The real story isn’t that the better-educated coastal classes did anything wrong, sandwich-related or otherwise, but that the well-educated, moneyed members of the Republican elite have successfully weaponized white resentment and used it to line their own pockets and maintain their power.

Education, in most of the world, is not particularly controversial. It’s widely understood as a valuable social good, and the challenge in many countries is how to get more kids into decent schools. Parents the world over recognize that education is the key to success and upward mobility.

Where it is controversial, it’s often a symptom of an extreme religious ideology hell-bent on bringing society back centuries — think Boko Haram in Nigeria or the Taliban in Afghanistan.
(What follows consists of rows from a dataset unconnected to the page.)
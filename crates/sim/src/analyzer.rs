use serde::{Deserialize, Serialize};
use strike_shared::*;

/// Summary numbers for one finished game.
#[derive(Debug, Clone, PartialEq, Serialize, Deserialize)]
pub struct GameMetrics {
    /// Shots the turret fired.
    pub shots_fired: u32,
    /// Seconds until the first shot, or None if the turret never fired.
    pub time_to_first_shot: Option<f64>,
    /// Smallest centre-to-centre distance between rocket and turret.
    pub closest_approach_to_turret: f64,
    /// Smallest distance between the rocket and any projectile in flight.
    pub closest_projectile_miss: Option<f64>,
    /// Path length flown by the rocket.
    pub rocket_distance_travelled: f64,
    /// Simulated seconds.
    pub duration: f64,
}

/// Analyze a replay and compute game metrics.
pub fn analyze(replay: &Replay) -> GameMetrics {
    let frames = &replay.frames;
    let turret = replay.parameters.turret.location;
    let rocket_at = |f: &Frame| Coordinate::new(f.rocket_x, f.rocket_y);

    // --- Shots ---
    let shots_fired = replay.shot_times.len() as u32;
    let time_to_first_shot = replay.shot_times.first().copied();

    // --- Distances ---
    let closest_approach_to_turret = frames
        .iter()
        .map(|f| rocket_at(f).distance_to(turret))
        .fold(f64::INFINITY, f64::min);

    let closest_projectile_miss = frames
        .iter()
        .flat_map(|f| {
            let rocket = rocket_at(f);
            f.projectiles
                .iter()
                .map(move |p| rocket.distance_to(Coordinate::new(p.x, p.y)))
        })
        .reduce(f64::min);

    let rocket_distance_travelled = frames
        .windows(2)
        .map(|pair| rocket_at(&pair[0]).distance_to(rocket_at(&pair[1])))
        .sum();

    GameMetrics {
        shots_fired,
        time_to_first_shot,
        closest_approach_to_turret,
        closest_projectile_miss,
        rocket_distance_travelled,
        duration: replay.result.final_time,
    }
}
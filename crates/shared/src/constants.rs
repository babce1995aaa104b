// Arena
pub const DEFAULT_WIDTH: f64 = 200.0;
pub const DEFAULT_HEIGHT: f64 = 200.0;

// Time
pub const DEFAULT_TIMESTEP: f64 = 0.1;
pub const DEFAULT_MAX_GAME_TIME: f64 = 120.0;

// Rocket
pub const DEFAULT_ROCKET_MASS: f64 = 100.0;
pub const DEFAULT_ROCKET_LENGTH: f64 = 5.0;
pub const DEFAULT_MAX_MAIN_ENGINE_FORCE: f64 = 100.0;
pub const DEFAULT_MAX_THRUSTER_FORCE: f64 = 20.0;
pub const DEFAULT_ROCKET_START: [f64; 2] = [-80.0, 50.0];
pub const DEFAULT_ROCKET_START_ANGLE: f64 = 0.0;

// Turret
pub const DEFAULT_TURRET_RADIUS: f64 = 5.0;
pub const DEFAULT_TURRET_LOCATION: [f64; 2] = [0.0, 0.0];
pub const DEFAULT_TURRET_START_ANGLE: f64 = 0.0;
pub const DEFAULT_MAX_ROTATION_SPEED: f64 = 1.0;
pub const DEFAULT_PROJECTILE_SPEED: f64 = 45.0;
pub const DEFAULT_MIN_FIRING_INTERVAL: f64 = 3.0;

// Float comparison tolerances
pub const REL_TOLERANCE: f64 = 1e-9;
pub const ABS_TOLERANCE: f64 = 0.0;

// Distance below which two constant-velocity paths count as intersecting
// when validating a firing solution.
pub const INTERCEPT_TOLERANCE: f64 = 1e-6;

// Replay recording
pub const FRAME_INTERVAL: u32 = 1;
Those groups are right about one thing: A little knowledge poses a real danger to authoritarianism and the mindless following of orders.

Which is why the strategy of the GOP has for decades been to degrade the American public education system through funding cuts and funneling of resources toward privatized education. All the better to produce a compliant electorate.

At the same time, they’ve perpetuated lies about climate change and undermined public trust in science and objective fact.

On the culture side, they’ve tied education to liberalism — not unfairly, since the highly educated do tend to be more liberal — and portrayed the educated as elitists who are out of touch with authentic American values (and, apparently, authentic deli meats).

This is, of course, reality turned upside down; it’s even more insulting that it’s being branded authentically American. Pursuing personal betterment (through education or other means) is about as American as it gets; so too is innovation, invention and being on the cutting edge of technology, industry and creation — much of which requires at least some formal education.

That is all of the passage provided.